We loved being in France and getting incredible Chevre everywhere we went! Tastes great toasted on bread :)

6:41 AM, September 12, 2006  
Blogger lobstersquad said...

too right, there´s nothing to beat louging around a kitchen and waiting for your food.

7:08 AM, September 12, 2006  
Blogger Alanna said...

Laughing, yes, about precision instrumentation skills and the occasional gift of "just cooking". Both the recipes ... I mean concepts ... look GREAT.

7:09 AM, September 12, 2006  
Anonymous kayenne said...

would it matter using extra virgin olive oil or will plain regular olive oil do?

good cheese isn't easy to find here, nor is it cheap. but i think the popular local fresh buffalo "white cheese" we have will do nicely.

white cheese

8:34 AM, September 12, 2006  
Blogger Garrett said...

Oooh, yum!

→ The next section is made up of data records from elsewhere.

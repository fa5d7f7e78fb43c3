//! Named function registry
//!
//! Maps configured function names to constructors so the configurable
//! pipeline is a pure data transformation: `execution_order` names are
//! looked up here and each constructor receives that function's parameter
//! map from the writable configuration.

use std::collections::HashMap;
use std::sync::Arc;

use crate::error::{EdgeflowError, Result};

use super::PipelineFunction;

/// Parameters for one configured function, keys lowercased
pub type FunctionParams = HashMap<String, String>;

/// Builds a pipeline function from its configured parameters
pub type FunctionConstructor =
    Box<dyn Fn(&FunctionParams) -> Result<Arc<dyn PipelineFunction>> + Send + Sync>;

/// Registry of constructable pipeline functions
#[derive(Default)]
pub struct FunctionRegistry {
    constructors: HashMap<String, FunctionConstructor>,
}

impl FunctionRegistry {
    /// Create an empty registry.
    pub fn new() -> Self {
        Self::default()
    }

    /// Register a constructor under `name`, replacing any previous one.
    pub fn register(
        &mut self,
        name: impl Into<String>,
        constructor: FunctionConstructor,
    ) -> &mut Self {
        self.constructors.insert(name.into(), constructor);
        self
    }

    /// Whether `name` is registered.
    pub fn contains(&self, name: &str) -> bool {
        self.constructors.contains_key(name)
    }

    /// Registered names, sorted for stable error messages.
    pub fn names(&self) -> Vec<&str> {
        let mut names: Vec<&str> = self.constructors.keys().map(String::as_str).collect();
        names.sort_unstable();
        names
    }

    /// Build the function registered under `name`.
    ///
    /// Parameter keys are lowercased before the constructor sees them so
    /// configuration casing does not matter.
    pub fn build(&self, name: &str, params: &FunctionParams) -> Result<Arc<dyn PipelineFunction>> {
        let constructor = self
            .constructors
            .get(name)
            .ok_or_else(|| EdgeflowError::FunctionNotRegistered(name.to_string()))?;

        let lowered: FunctionParams = params
            .iter()
            .map(|(k, v)| (k.to_lowercase(), v.clone()))
            .collect();

        constructor(&lowered)
    }
}
//! Error types for edgeflow
//!
//! This module defines the main error type used throughout the framework
//! and the crate-wide [`Result`] alias.

use thiserror::Error;

/// Result type alias for edgeflow operations
pub type Result<T> = std::result::Result<T, EdgeflowError>;

/// Errors produced by the framework and its collaborators
#[derive(Error, Debug)]
pub enum EdgeflowError {
    #[error("IO error: {0}")]
    Io(#[from] std::io::Error),

    #[error("Configuration error: {0}")]
    Config(String),

    #[error("Store error: {0}")]
    Store(String),

    #[error("Invalid stored item: {0}")]
    InvalidStoredItem(String),

    #[error("Pipeline error: {0}")]
    Pipeline(String),

    #[error("Function '{0}' is not registered")]
    FunctionNotRegistered(String),

    #[error("Invalid configuration for function '{0}': {1}")]
    FunctionConfig(String, String),

    #[error("Secret error: {0}")]
    Secrets(String),

    #[error("Input decode error: {0}")]
    Decode(String),

    #[error("Route '{0}' is reserved")]
    RouteReserved(String),

    #[error("Server error: {0}")]
    Server(String),

    #[error("Serialization error: {0}")]
    Serialization(#[from] serde_json::Error),

    #[error("CBOR decode error: {0}")]
    CborDecode(#[from] minicbor::decode::Error),

    #[error("CBOR encode error: {0}")]
    CborEncode(#[from] minicbor::encode::Error<std::convert::Infallible>),

    #[error("HTTP client error: {0}")]
    Client(#[from] reqwest::Error),

    #[error("Export failed with {0} HTTP status code")]
    ExportStatus(u16),
}

impl EdgeflowError {
    /// Shorthand for a [`EdgeflowError::Config`] with an owned message
    pub fn config(msg: impl Into<String>) -> Self {
        EdgeflowError::Config(msg.into())
    }

    /// Shorthand for a [`EdgeflowError::Store`] with an owned message
    pub fn store(msg: impl Into<String>) -> Self {
        EdgeflowError::Store(msg.into())
    }

    /// Shorthand for a [`EdgeflowError::Pipeline`] with an owned message
    pub fn pipeline(msg: impl Into<String>) -> Self {
        EdgeflowError::Pipeline(msg.into())
    }
}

I'll have to make my Rob make me some of those whilst I lounge around like the lazybutt I am.

8:39 AM, September 12, 2006  
Anonymous Luisa said...

Happy Birthday, Molly! Your birthday dinner at Keaton's sounds totally marvelous. Hope this year is even better than the last! ;)

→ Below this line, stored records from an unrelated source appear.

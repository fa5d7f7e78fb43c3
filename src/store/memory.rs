//! In-memory store implementation
//!
//! Backs tests and development setups where durability across restarts
//! is not required.

use async_trait::async_trait;
use dashmap::DashMap;

use crate::error::Result;

use super::{StoreClient, StoredItem};

/// Non-durable [`StoreClient`] backed by a concurrent map
#[derive(Default)]
pub struct MemoryStore {
    items: DashMap<String, StoredItem>,
}

impl MemoryStore {
    /// Create an empty store.
    pub fn new() -> Self {
        Self::default()
    }

    /// Total number of items across all services.
    pub fn len(&self) -> usize {
        self.items.len()
    }

    /// Whether the store holds no items.
    pub fn is_empty(&self) -> bool {
        self.items.is_empty()
    }
}

#[async_trait]
impl StoreClient for MemoryStore {
    async fn store(&self, mut item: StoredItem) -> Result<String> {
        item.validate(false)?;
        let id = item.id.clone();
        self.items.insert(id.clone(), item);
        Ok(id)
    }

    async fn update(&self, mut item: StoredItem) -> Result<()> {
        item.validate(true)?;
        self.items.insert(item.id.clone(), item);
        Ok(())
    }

    async fn remove_from_store(&self, item: &StoredItem) -> Result<()> {
        let mut item = item.clone();
        item.validate(true)?;
        self.items.remove(&item.id);
        Ok(())
    }

    async fn retrieve_from_store(&self, app_service_key: &str) -> Result<Vec<StoredItem>> {
        Ok(self
            .items
            .iter()
            .filter(|entry| entry.value().app_service_key == app_service_key)
            .map(|entry| entry.value().clone())
            .collect())
    }
}

#[cfg(test)]
mod tests {
    use super::*;

    #[tokio::test]
    async fn test_store_retrieve_remove() {
        let store = MemoryStore::new();

        let id = store
            .store(StoredItem::new("svc-a", b"one".to_vec(), 0, "v1"))
            .await
            .unwrap();
        store
            .store(StoredItem::new("svc-b", b"two".to_vec(), 0, "v1"))
            .await
            .unwrap();

        let items = store.retrieve_from_store("svc-a").await.unwrap();
        assert_eq!(items.len(), 1);
        assert_eq!(items[0].id, id);
        assert_eq!(items[0].payload, b"one");

        store.remove_from_store(&items[0]).await.unwrap();
        assert!(store.retrieve_from_store("svc-a").await.unwrap().is_empty());
        assert_eq!(store.len(), 1);
    }

    #[tokio::test]
    async fn test_update_replaces() {
        let store = MemoryStore::new();
        let id = store
            .store(StoredItem::new("svc", b"payload".to_vec(), 1, "v1"))
            .await
            .unwrap();

        let mut item = store.retrieve_from_store("svc").await.unwrap().remove(0);
        item.retry_count = 3;
        store.update(item).await.unwrap();

        let items = store.retrieve_from_store("svc").await.unwrap();
        assert_eq!(items[0].id, id);
        assert_eq!(items[0].retry_count, 3);
    }

    #[tokio::test]
    async fn test_store_rejects_invalid() {
        let store = MemoryStore::new();
        let result = store
            .store(StoredItem::new("svc", Vec::new(), 0, "v1"))
            .await;
        assert!(result.is_err());
        assert!(store.is_empty());
    }
}
//! Web server
//!
//! Serves the standard service routes — ping, config, metrics, version —
//! plus the trigger route when the HTTP binding is selected. Hosts may
//! add their own routes as long as they do not shadow the reserved
//! paths.

use std::sync::Arc;

use axum::body::Bytes;
use axum::extract::State;
use axum::http::{HeaderMap, StatusCode};
use axum::response::IntoResponse;
use axum::routing::{get, post, MethodRouter};
use axum::{Json, Router};
use parking_lot::RwLock;
use serde_json::json;
use tokio::net::TcpListener;
use tokio::sync::watch;
use tracing::{debug, info, warn};
use uuid::Uuid;

use crate::clients::CORRELATION_HEADER;
use crate::config::ServiceConfig;
use crate::error::{EdgeflowError, Result};
use crate::telemetry::TelemetrySampler;
use crate::trigger::TriggerDependencies;

/// Health-check route
pub const API_PING_ROUTE: &str = "/api/v1/ping";
/// Current-configuration route
pub const API_CONFIG_ROUTE: &str = "/api/v1/config";
/// Telemetry route
pub const API_METRICS_ROUTE: &str = "/api/v1/metrics";
/// Version route
pub const API_VERSION_ROUTE: &str = "/api/v1/version";
/// Trigger route (HTTP binding only)
pub const API_TRIGGER_ROUTE: &str = "/api/v1/trigger";

const RESERVED_ROUTES: &[&str] = &[
    API_PING_ROUTE,
    API_CONFIG_ROUTE,
    API_METRICS_ROUTE,
    API_VERSION_ROUTE,
    API_TRIGGER_ROUTE,
];

/// Shared state for all route handlers
#[derive(Clone)]
pub struct WebServerState {
    pub config: Arc<RwLock<ServiceConfig>>,
    pub telemetry: Arc<TelemetrySampler>,
    /// Present when the HTTP trigger binding is selected
    pub trigger: Option<Arc<TriggerDependencies>>,
}

/// The service's HTTP surface
pub struct WebServer {
    state: WebServerState,
    extra_routes: Vec<(String, MethodRouter<WebServerState>)>,
}

impl WebServer {
    pub fn new(config: Arc<RwLock<ServiceConfig>>, telemetry: Arc<TelemetrySampler>) -> Self {
        Self {
            state: WebServerState {
                config,
                telemetry,
                trigger: None,
            },
            extra_routes: Vec::new(),
        }
    }

    /// Wire the HTTP trigger's dependencies into the trigger route.
    pub fn set_trigger(&mut self, trigger: Arc<TriggerDependencies>) {
        self.state.trigger = Some(trigger);
    }

    /// Add a host-supplied route. Reserved paths are rejected.
    pub fn add_route(
        &mut self,
        path: impl Into<String>,
        handler: MethodRouter<WebServerState>,
    ) -> Result<()> {
        let path = path.into();
        if RESERVED_ROUTES.contains(&path.as_str()) {
            return Err(EdgeflowError::RouteReserved(path));
        }
        self.extra_routes.push((path, handler));
        Ok(())
    }

    /// Build the full router with standard and host routes.
    pub fn build_router(&self) -> Router {
        let mut router = Router::new()
            .route(API_PING_ROUTE, get(ping_handler))
            .route(API_CONFIG_ROUTE, get(config_handler))
            .route(API_METRICS_ROUTE, get(metrics_handler))
            .route(API_VERSION_ROUTE, get(version_handler))
            .route(API_TRIGGER_ROUTE, post(trigger_handler));

        for (path, handler) in &self.extra_routes {
            router = router.route(path, handler.clone());
        }

        router.with_state(self.state.clone())
    }

    /// Bind the configured address and serve until the shutdown signal.
    pub async fn serve(self, shutdown: watch::Receiver<bool>) -> Result<()> {
        let addr = {
            let config = self.state.config.read();
            format!("{}:{}", config.service.host, config.service.port)
        };
        let listener = TcpListener::bind(&addr)
            .await
            .map_err(|e| EdgeflowError::Server(format!("failed to bind {addr}: {e}")))?;
        self.serve_on(listener, shutdown).await
    }

    /// Serve on an already-bound listener (used by tests).
    pub async fn serve_on(
        self,
        listener: TcpListener,
        mut shutdown: watch::Receiver<bool>,
    ) -> Result<()> {
        if let Ok(addr) = listener.local_addr() {
            info!(addr = %addr, "web server listening");
        }

        let router = self.build_router();
        axum::serve(listener, router)
            .with_graceful_shutdown(async move {
                let _ = shutdown.changed().await;
                info!("web server shutting down");
            })
            .await
            .map_err(|e| EdgeflowError::Server(format!("web server error: {e}")))
    }
}

async fn ping_handler() -> &'static str {
    "pong"
}

async fn config_handler(State(state): State<WebServerState>) -> Json<ServiceConfig> {
    Json(state.config.read().clone())
}

async fn metrics_handler(State(state): State<WebServerState>) -> impl IntoResponse {
    Json(state.telemetry.snapshot())
}

async fn version_handler() -> impl IntoResponse {
    Json(json!({ "version": env!("CARGO_PKG_VERSION") }))
}

async fn trigger_handler(
    State(state): State<WebServerState>,
    headers: HeaderMap,
    body: Bytes,
) -> impl IntoResponse {
    let Some(trigger) = state.trigger else {
        return (
            StatusCode::SERVICE_UNAVAILABLE,
            "trigger is not available: service is not using the HTTP binding".to_string(),
        )
            .into_response();
    };

    let correlation_id = headers
        .get(CORRELATION_HEADER)
        .and_then(|value| value.to_str().ok())
        .filter(|value| !value.is_empty())
        .map(str::to_string)
        .unwrap_or_else(|| Uuid::new_v4().to_string());
    let content_type = headers
        .get(axum::http::header::CONTENT_TYPE)
        .and_then(|value| value.to_str().ok())
        .map(str::to_string);

    debug!(correlation_id = %correlation_id, bytes = body.len(), "trigger request received");

    match trigger
        .process(correlation_id.clone(), content_type.as_deref(), &body)
        .await
    {
        Ok(Some(output)) => output.into_response(),
        Ok(None) => StatusCode::OK.into_response(),
        Err(EdgeflowError::Decode(message)) => {
            warn!(correlation_id = %correlation_id, error = %message, "trigger payload rejected");
            (StatusCode::BAD_REQUEST, message).into_response()
        }
        Err(error) => {
            warn!(correlation_id = %correlation_id, error = %error, "pipeline processing failed");
            (StatusCode::INTERNAL_SERVER_ERROR, error.to_string()).into_response()
        }
    }
}

#[cfg(test)]
mod tests {
    use super::*;
    use crate::context::Context;
    use crate::function::{FnFunction, FunctionOutcome, PipelineFunction, Value};
    use crate::runtime::PipelineRuntime;
    use crate::trigger::TargetType;

    fn test_server(trigger: Option<Arc<TriggerDependencies>>) -> WebServer {
        let config = Arc::new(RwLock::new(ServiceConfig::default()));
        let telemetry = Arc::new(TelemetrySampler::new(60));
        let mut server = WebServer::new(config, telemetry);
        if let Some(trigger) = trigger {
            server.set_trigger(trigger);
        }
        server
    }

    fn echo_trigger() -> Arc<TriggerDependencies> {
        let runtime = Arc::new(PipelineRuntime::new("svc"));
        runtime.set_transforms(vec![Arc::new(FnFunction::new(
            "Echo",
            |ctx: &mut Context, value: Value| {
                ctx.complete(value.coerce_bytes().expect("coercible"));
                FunctionOutcome::Done
            },
        )) as Arc<dyn PipelineFunction>]);

        Arc::new(TriggerDependencies {
            runtime,
            config: Arc::new(RwLock::new(ServiceConfig::default())),
            core_data: None,
            secret_provider: None,
            target_type: TargetType::RawBytes,
        })
    }

    async fn spawn_server(server: WebServer) -> (String, watch::Sender<bool>) {
        let listener = TcpListener::bind("127.0.0.1:0").await.unwrap();
        let addr = listener.local_addr().unwrap();
        let (tx, rx) = watch::channel(false);
        tokio::spawn(async move {
            server.serve_on(listener, rx).await.unwrap();
        });
        (format!("http://{addr}"), tx)
    }

    #[test]
    fn test_reserved_routes_rejected() {
        let mut server = test_server(None);
        for route in RESERVED_ROUTES {
            assert!(server.add_route(*route, get(ping_handler)).is_err());
        }
        assert!(server.add_route("/custom", get(ping_handler)).is_ok());
    }

    #[tokio::test]
    async fn test_standard_routes() {
        let (base, _shutdown) = spawn_server(test_server(None)).await;
        let client = reqwest::Client::new();

        let ping = client.get(format!("{base}{API_PING_ROUTE}")).send().await.unwrap();
        assert_eq!(ping.text().await.unwrap(), "pong");

        let version: serde_json::Value = client
            .get(format!("{base}{API_VERSION_ROUTE}"))
            .send()
            .await
            .unwrap()
            .json()
            .await
            .unwrap();
        assert_eq!(version["version"], env!("CARGO_PKG_VERSION"));

        let config: serde_json::Value = client
            .get(format!("{base}{API_CONFIG_ROUTE}"))
            .send()
            .await
            .unwrap()
            .json()
            .await
            .unwrap();
        assert_eq!(config["service"]["port"], 48095);

        let metrics: serde_json::Value = client
            .get(format!("{base}{API_METRICS_ROUTE}"))
            .send()
            .await
            .unwrap()
            .json()
            .await
            .unwrap();
        assert!(metrics.get("cpu_busy_avg").is_some());
    }

    #[tokio::test]
    async fn test_trigger_route_round_trip() {
        let (base, _shutdown) = spawn_server(test_server(Some(echo_trigger()))).await;
        let client = reqwest::Client::new();

        let response = client
            .post(format!("{base}{API_TRIGGER_ROUTE}"))
            .header(CORRELATION_HEADER, "corr-http")
            .body("raw payload")
            .send()
            .await
            .unwrap();
        assert_eq!(response.status(), reqwest::StatusCode::OK);
        assert_eq!(response.text().await.unwrap(), "raw payload");
    }

    #[tokio::test]
    async fn test_trigger_route_without_binding() {
        let (base, _shutdown) = spawn_server(test_server(None)).await;
        let client = reqwest::Client::new();

        let response = client
            .post(format!("{base}{API_TRIGGER_ROUTE}"))
            .body("payload")
            .send()
            .await
            .unwrap();
        assert_eq!(response.status(), reqwest::StatusCode::SERVICE_UNAVAILABLE);
    }

    #[tokio::test]
    async fn test_trigger_route_rejects_empty_body() {
        let (base, _shutdown) = spawn_server(test_server(Some(echo_trigger()))).await;
        let client = reqwest::Client::new();

        // RawBytes target still rejects an empty payload at decode time
        let response = client
            .post(format!("{base}{API_TRIGGER_ROUTE}"))
            .send()
            .await
            .unwrap();
        assert_eq!(response.status(), reqwest::StatusCode::BAD_REQUEST);
    }
}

8:56 AM, September 12, 2006  
Blogger Shauna said...

Well, since I ate a bit of both of these at your home the other night -- and played another game of that wretched Millenium Edition Trivial Pursuit -- I can vouch for the gorgeous joy and last-of-summer-warmth that both provide. And ay god, I love having you and Brandon in my home, with champagne and pork and lovely bites of laughter. Any time, my dear. Any time.

9:01 AM, September 12, 2006  
Blogger christianne said...

Sounds tasty! I've been into pan-fried goat cheese on top of grilled or roasted vegetables lately, so I might have to try Brandon's blended take to spread on bread with my leftover veg.

9:37 AM, September 12, 2006  
Blogger Lia said...

Happy Birthday, Molly! Now I understand why I feel like I have so much in common with you since I'm a fellow Virgo, born just three days (and a few years) before you!

Both your dinners sounded absolutely scrumptious. I too just finished a week of birthday celebrations and still feel full from all the amazing food. Good friends and good food really make birthdays that much better. Happy bday to Brandon too!

11:05 AM, September 12, 2006  
Blogger Molly said...

Kickpleat, I'll be thinking of you up there in Vancouver, with your late-summer goat cheese snacks...

Thank you, Kalyn!

Julie, I hear you. We had some leftovers of the second recipe with dinner last night, and wow, is it ever easy to wolf down huge hunks of the stuff at a time, especially when you want to be sure to get a little bit of kalamata, some herbs, and plenty of yummy, fruity oil in each bite! Very dangerous. Don't say I didn't warn you.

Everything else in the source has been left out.